Barbara Munson, chairperson of the Wisconsin Indian Education Association and a member of the Oneida Tribe, voiced her — and her group’s — displeasure with the bill, calling the issue a a civil rights issue.
“WIEA has been asking for legislation that would lead to the elimination of race-based mascots and Indian logos; Act 250 — enacted in 2010 — was enacted on behalf of Great Lakes Intertribal council and WIEA,” Munson said. “The reason this is so important to Native people is because these race-based stereotypes harm our children.”
While Walker has not declared a position on the law publicly, opponents of the bill anticipate the bill will be signed into law, including Jim Smith, policy director for Sen. Lena Taylor, D-Milwaukee, who “suspects” the bill will be signed.

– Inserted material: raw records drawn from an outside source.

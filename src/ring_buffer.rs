// src/ring_buffer.rs
//! Bounded error queue with FIFO eviction.
//!
//! The handler keeps the most recent errors for diagnostics and statistics.
//! Memory stays fixed no matter how many errors arrive: once the buffer is
//! full, each insertion evicts exactly the oldest entry.
//!
//! # Design Principles
//!
//! - **Bounded memory**: fixed slot array allocated once, never grown
//! - **FIFO eviction**: oldest entry dropped first
//! - **RwLock-based**: concurrent readers, exclusive writers
//! - **Poison-tolerant**: a panic while holding the lock never disables the queue
//!
//! # Example
//!
//! ```rust
//! use quotefast_errors::{AppError, ErrorContext, ErrorQueue, QueueEntry, Severity};
//!
//! let queue = ErrorQueue::new(2);
//! for n in 0..3 {
//!     let err = AppError::builder(format!("error {n}")).build();
//!     queue.push(QueueEntry::new(err, ErrorContext::new(), Severity::Low));
//! }
//!
//! assert_eq!(queue.len(), 2);
//! assert_eq!(queue.eviction_count(), 1);
//! assert_eq!(queue.snapshot()[0].error.message(), "error 1");
//! ```

use crate::{ErrorContext, HandledError, Severity};
use serde::Serialize;
use std::sync::atomic::{AtomicU64, Ordering};
use std::sync::{Arc, RwLock, RwLockReadGuard, RwLockWriteGuard};

/// One handled error as recorded by the handler.
#[derive(Debug, Clone, Serialize)]
pub struct QueueEntry {
    /// The error as it was handled.
    pub error: HandledError,
    /// Context after enrichment.
    pub context: ErrorContext,
    /// Severity asserted by the caller.
    pub severity: Severity,
}

impl QueueEntry {
    /// Bundle an entry.
    #[inline]
    pub fn new(error: impl Into<HandledError>, context: ErrorContext, severity: Severity) -> Self {
        Self {
            error: error.into(),
            context,
            severity,
        }
    }
}

/// Fixed-size ring with exact allocation.
struct RingBuffer {
    entries: Box<[Option<QueueEntry>]>,
    /// Next write slot.
    tail: usize,
    /// Oldest live slot.
    head: usize,
    len: usize,
}

impl RingBuffer {
    fn new(capacity: usize) -> Self {
        Self {
            entries: std::iter::repeat_with(|| None)
                .take(capacity)
                .collect::<Box<[Option<QueueEntry>]>>(),
            tail: 0,
            head: 0,
            len: 0,
        }
    }

    fn push(&mut self, entry: QueueEntry) -> Option<QueueEntry> {
        let evicted = self.entries[self.tail].replace(entry);
        self.tail = (self.tail + 1) % self.entries.len();

        if self.len < self.entries.len() {
            self.len += 1;
        } else {
            self.head = (self.head + 1) % self.entries.len();
        }

        evicted
    }

    #[inline]
    fn len(&self) -> usize {
        self.len
    }

    /// Oldest first.
    fn iter(&self) -> impl DoubleEndedIterator<Item = &QueueEntry> {
        let head = self.head;
        let cap = self.entries.len();

        (0..self.len).filter_map(move |i| self.entries[(head + i) % cap].as_ref())
    }

    fn clear(&mut self) {
        for entry in self.entries.iter_mut() {
            *entry = None;
        }
        self.head = 0;
        self.tail = 0;
        self.len = 0;
    }
}

/// Shared, bounded queue of recent errors.
///
/// Clones share the same buffer.
#[derive(Clone)]
pub struct ErrorQueue {
    buffer: Arc<RwLock<RingBuffer>>,
    capacity: usize,
    eviction_count: Arc<AtomicU64>,
}

impl ErrorQueue {
    /// Queue holding at most `capacity` entries (at least one).
    pub fn new(capacity: usize) -> Self {
        let capacity = capacity.max(1);
        Self {
            buffer: Arc::new(RwLock::new(RingBuffer::new(capacity))),
            capacity,
            eviction_count: Arc::new(AtomicU64::new(0)),
        }
    }

    #[inline]
    fn read_buffer(&self) -> RwLockReadGuard<'_, RingBuffer> {
        match self.buffer.read() {
            Ok(guard) => guard,
            Err(poisoned) => poisoned.into_inner(),
        }
    }

    #[inline]
    fn write_buffer(&self) -> RwLockWriteGuard<'_, RingBuffer> {
        match self.buffer.write() {
            Ok(guard) => guard,
            Err(poisoned) => poisoned.into_inner(),
        }
    }

    /// Append an entry, returning the one evicted to make room.
    pub fn push(&self, entry: QueueEntry) -> Option<QueueEntry> {
        let evicted = self.write_buffer().push(entry);
        if evicted.is_some() {
            self.eviction_count.fetch_add(1, Ordering::Relaxed);
        }
        evicted
    }

    /// Owned copy of every entry, oldest first.
    pub fn snapshot(&self) -> Vec<QueueEntry> {
        self.read_buffer().iter().cloned().collect()
    }

    /// Up to `count` entries, newest first.
    pub fn recent(&self, count: usize) -> Vec<QueueEntry> {
        self.read_buffer().iter().rev().take(count).cloned().collect()
    }

    /// Fold over the live entries under a single read lock.
    ///
    /// Everything `f` sees belongs to the same instant.
    pub fn with_entries<R>(&self, f: impl FnOnce(&mut dyn Iterator<Item = &QueueEntry>) -> R) -> R {
        let buffer = self.read_buffer();
        let mut iter = buffer.iter();
        f(&mut iter)
    }

    /// Current number of entries.
    #[inline]
    pub fn len(&self) -> usize {
        self.read_buffer().len()
    }

    /// True when no entry is queued.
    #[inline]
    pub fn is_empty(&self) -> bool {
        self.len() == 0
    }

    /// Maximum number of entries.
    #[inline]
    pub fn capacity(&self) -> usize {
        self.capacity
    }

    /// True once the next push will evict.
    pub fn is_full(&self) -> bool {
        self.len() >= self.capacity
    }

    /// Total evictions since creation. Not reset by [`clear`](Self::clear).
    #[inline]
    pub fn eviction_count(&self) -> u64 {
        self.eviction_count.load(Ordering::Relaxed)
    }

    /// Drop every entry.
    pub fn clear(&self) {
        self.write_buffer().clear();
    }
}

impl std::fmt::Debug for ErrorQueue {
    fn fmt(&self, f: &mut std::fmt::Formatter<'_>) -> std::fmt::Result {
        f.debug_struct("ErrorQueue")
            .field("len", &self.len())
            .field("capacity", &self.capacity)
            .field("eviction_count", &self.eviction_count())
            .finish()
    }
}

#[cfg(test)]
mod tests {
    use super::*;
    use crate::{AppError, NativeError};

    fn entry(n: usize) -> QueueEntry {
        let err = AppError::builder(format!("error {n}")).build();
        QueueEntry::new(err, ErrorContext::new(), Severity::Medium)
    }

    #[test]
    fn evicts_oldest_first() {
        let queue = ErrorQueue::new(3);

        for i in 0..5 {
            queue.push(entry(i));
        }

        assert_eq!(queue.len(), 3);
        assert_eq!(queue.eviction_count(), 2);

        let messages: Vec<_> = queue
            .snapshot()
            .iter()
            .map(|e| e.error.message().to_owned())
            .collect();
        assert_eq!(messages, ["error 2", "error 3", "error 4"]);
    }

    #[test]
    fn push_returns_evicted_entry() {
        let queue = ErrorQueue::new(1);
        assert!(queue.push(entry(0)).is_none());
        let evicted = queue.push(entry(1)).unwrap();
        assert_eq!(evicted.error.message(), "error 0");
    }

    #[test]
    fn recent_is_newest_first() {
        let queue = ErrorQueue::new(10);
        for i in 0..4 {
            queue.push(entry(i));
        }
        let recent = queue.recent(2);
        assert_eq!(recent[0].error.message(), "error 3");
        assert_eq!(recent[1].error.message(), "error 2");
    }

    #[test]
    fn zero_capacity_is_clamped() {
        let queue = ErrorQueue::new(0);
        assert_eq!(queue.capacity(), 1);
        queue.push(entry(0));
        assert!(queue.is_full());
    }

    #[test]
    fn snapshot_is_detached_from_queue() {
        let queue = ErrorQueue::new(4);
        queue.push(entry(0));
        let mut snapshot = queue.snapshot();
        snapshot.clear();
        assert_eq!(queue.len(), 1);
    }

    #[test]
    fn clear_keeps_eviction_history() {
        let queue = ErrorQueue::new(1);
        queue.push(entry(0));
        queue.push(entry(1));
        queue.clear();
        assert!(queue.is_empty());
        assert_eq!(queue.eviction_count(), 1);

        queue.push(entry(2));
        assert_eq!(queue.snapshot()[0].error.message(), "error 2");
    }

    #[test]
    fn clone_shares_state() {
        let first = ErrorQueue::new(8);
        let second = first.clone();
        first.push(QueueEntry::new(
            NativeError::new("Error", "plain"),
            ErrorContext::new(),
            Severity::Low,
        ));
        assert_eq!(second.len(), 1);
    }

    #[test]
    fn concurrent_pushes_stay_bounded() {
        use std::thread;

        let queue = ErrorQueue::new(64);
        let mut handles = Vec::new();

        for t in 0..8 {
            let queue = queue.clone();
            handles.push(thread::spawn(move || {
                for j in 0..100 {
                    queue.push(entry(t * 1000 + j));
                    assert!(queue.len() <= 64);
                }
            }));
        }

        for handle in handles {
            handle.join().expect("thread panicked");
        }

        assert_eq!(queue.len(), 64);
        assert_eq!(queue.eviction_count(), 800 - 64);
    }
}
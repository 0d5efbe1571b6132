//! Package URL normalization.
//!
//! Parsing is delegated to the `packageurl` crate (the generic purl
//! grammar); this module layers the stricter local rule on top: a purl
//! without a version is unusable for quality scoring, and qualifiers and
//! subpath never survive normalization.

use crate::error::PurlError;
use packageurl::PackageUrl;
use std::fmt;
use std::str::FromStr;

/// A purl reduced to its canonical `type/namespace/name@version` core.
#[derive(Debug, Clone, PartialEq, Eq, Hash)]
pub struct CanonicalPurl {
    pub ty: String,
    pub namespace: Option<String>,
    pub name: String,
    pub version: String,
}

impl CanonicalPurl {
    /// Parse a raw purl string.
    ///
    /// Fails when the string does not match the purl grammar or when the
    /// version is absent or empty.
    pub fn parse(raw: &str) -> Result<Self, PurlError> {
        let parsed = PackageUrl::from_str(raw).map_err(|e| PurlError::Malformed {
            purl: raw.to_string(),
            reason: e.to_string(),
        })?;

        let version = match parsed.version() {
            Some(v) if !v.is_empty() => v.to_string(),
            _ => {
                return Err(PurlError::MissingVersion {
                    purl: raw.to_string(),
                })
            }
        };

        Ok(Self {
            ty: parsed.ty().to_string(),
            namespace: parsed.namespace().map(str::to_string),
            name: parsed.name().to_string(),
            version,
        })
    }
}

impl fmt::Display for CanonicalPurl {
    /// Deterministic re-serialization; qualifiers and subpath are gone.
    fn fmt(&self, f: &mut fmt::Formatter<'_>) -> fmt::Result {
        match &self.namespace {
            Some(ns) => write!(f, "pkg:{}/{}/{}@{}", self.ty, ns, self.name, self.version),
            None => write!(f, "pkg:{}/{}@{}", self.ty, self.name, self.version),
        }
    }
}

/// Normalize a purl string to its canonical form.
pub fn normalize_purl(raw: &str) -> Result<String, PurlError> {
    CanonicalPurl::parse(raw).map(|p| p.to_string())
}
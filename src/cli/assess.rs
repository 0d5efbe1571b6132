//! Assess command handler.

use crate::assess::SchemaConformance;
use crate::config::{load_schema_file, AssessmentContext, LicenseIndex};
use crate::pipeline::{
    assess_batch, discover_inputs, exit_codes, write_output, BatchEntry, OutputTarget,
};
use crate::reports::{render_artifact, render_summary};
use anyhow::{Context, Result};
use std::path::PathBuf;

/// Assess command configuration
pub struct AssessConfig {
    /// SBOM file, or directory scanned for `.json` files
    pub input_path: PathBuf,
    /// CycloneDX 1.4 JSON-schema document
    pub schema_path: PathBuf,
    /// Explicit SPDX license-list-data file; overrides remote/builtin
    pub license_file: Option<PathBuf>,
    /// Skip the remote license-list fetch and use the builtin table
    pub offline_licenses: bool,
    /// Emit the JSON report artifact
    pub generate_report: bool,
    /// Report artifact path
    pub output_file: PathBuf,
    pub quiet: bool,
}

/// Run the assess command, returning the desired exit code.
///
/// The caller is responsible for calling `std::process::exit()` with the
/// returned code when it is non-zero.
pub fn run_assess(config: AssessConfig) -> Result<i32> {
    let ctx = build_context(&config)?;

    let files = discover_inputs(&config.input_path)
        .with_context(|| format!("resolving input path {}", config.input_path.display()))?;
    if files.is_empty() {
        tracing::warn!(
            "no .json files found under {}",
            config.input_path.display()
        );
        return Ok(exit_codes::SUCCESS);
    }

    tracing::info!("assessing {} document(s)", files.len());
    let entries = assess_batch(&files, &ctx);

    if !config.quiet {
        for entry in &entries {
            match entry {
                BatchEntry::Assessed { filename, report } => {
                    println!("{}\n", render_summary(filename, report));
                }
                BatchEntry::Failed { filename, error } => {
                    println!("Could not assess {filename}: {error}\n");
                }
            }
        }
    }

    if config.generate_report {
        let artifact = render_artifact(&entries)?;
        write_output(
            &artifact,
            &OutputTarget::File(config.output_file.clone()),
            config.quiet,
        )?;
    }

    if entries.iter().any(BatchEntry::is_failed) {
        return Ok(exit_codes::DOCUMENT_FAILURES);
    }
    Ok(exit_codes::SUCCESS)
}

/// Load the two shared read-only inputs. Any failure here aborts the run
/// before a single document is touched.
fn build_context(config: &AssessConfig) -> Result<AssessmentContext> {
    let schema_value = load_schema_file(&config.schema_path)
        .with_context(|| format!("loading schema {}", config.schema_path.display()))?;
    let schema = SchemaConformance::new(&schema_value)?;

    let licenses = match &config.license_file {
        Some(path) => LicenseIndex::from_license_list_file(path)
            .with_context(|| format!("loading license list {}", path.display()))?,
        None => load_default_licenses(config.offline_licenses)?,
    };

    Ok(AssessmentContext::new(licenses, schema))
}

#[cfg(feature = "remote-licenses")]
fn load_default_licenses(offline: bool) -> Result<LicenseIndex> {
    if offline {
        tracing::debug!("using builtin SPDX identifier table");
        return Ok(LicenseIndex::builtin());
    }
    Ok(LicenseIndex::fetch_remote()?)
}

#[cfg(not(feature = "remote-licenses"))]
fn load_default_licenses(_offline: bool) -> Result<LicenseIndex> {
    tracing::debug!("using builtin SPDX identifier table");
    Ok(LicenseIndex::builtin())
}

Taylor was outspoken in her opposition to the bill during the Senate session in early November, saying the bill would move Wisconsin backwards.
“I could take us back to a time where my ancestors were called niggers,” Taylor said in the Senate session. “I hope you were all uncomfortable. It took a while for us as a nation but you can’t call me a nigger and it’s OK. We should not be able to call them savages, redskins or even Indian.”
Smith said Taylor thinks the bill creates a process that will not work in practice.
Taylor has held her ground on the issue, Smith added, and would not be one to be swayed by lobbyists on the issue.
“The big thing she keeps going back to is when the Inter Tribal Council came to give their first state of the state address and they asked for one thing: to not do this,” Smith said.
As the debate on race-based mascots and nicknames picks up steam across the country, including with the controversy currently surrounding the Washington Redskins, Munson said Wisconsin was on the forefront of “this civil rights issue” and by passing the bill, Wisconsin would be moved to the “back of the bus.”
“There isn’t anything good about Indian mascots from a Native perspective,” Munson said. “They’re harmful to our children.”
As the bill passed along mostly partisan lines, there were some attempts at compromise, including by Sen. Dale Schultz, R-Richland Center, who voted alongside the Democratic legislators.
“Dale Schultz, who wrote legislation that would have left a pathway for changing mascots, has more Indian mascots in his legislative district than anyone else in the Senate, and he’s a Republican and he was able to see that these are harmful to kids and there needs to be a path for changing them,” Munson said.
While the bill was split along party lines, Munson added, “This issue simply should not be about Republicans and Democrats, it should be about quality education for our children free of harm.”
No legislative sponsors of the bill could be reached for comment.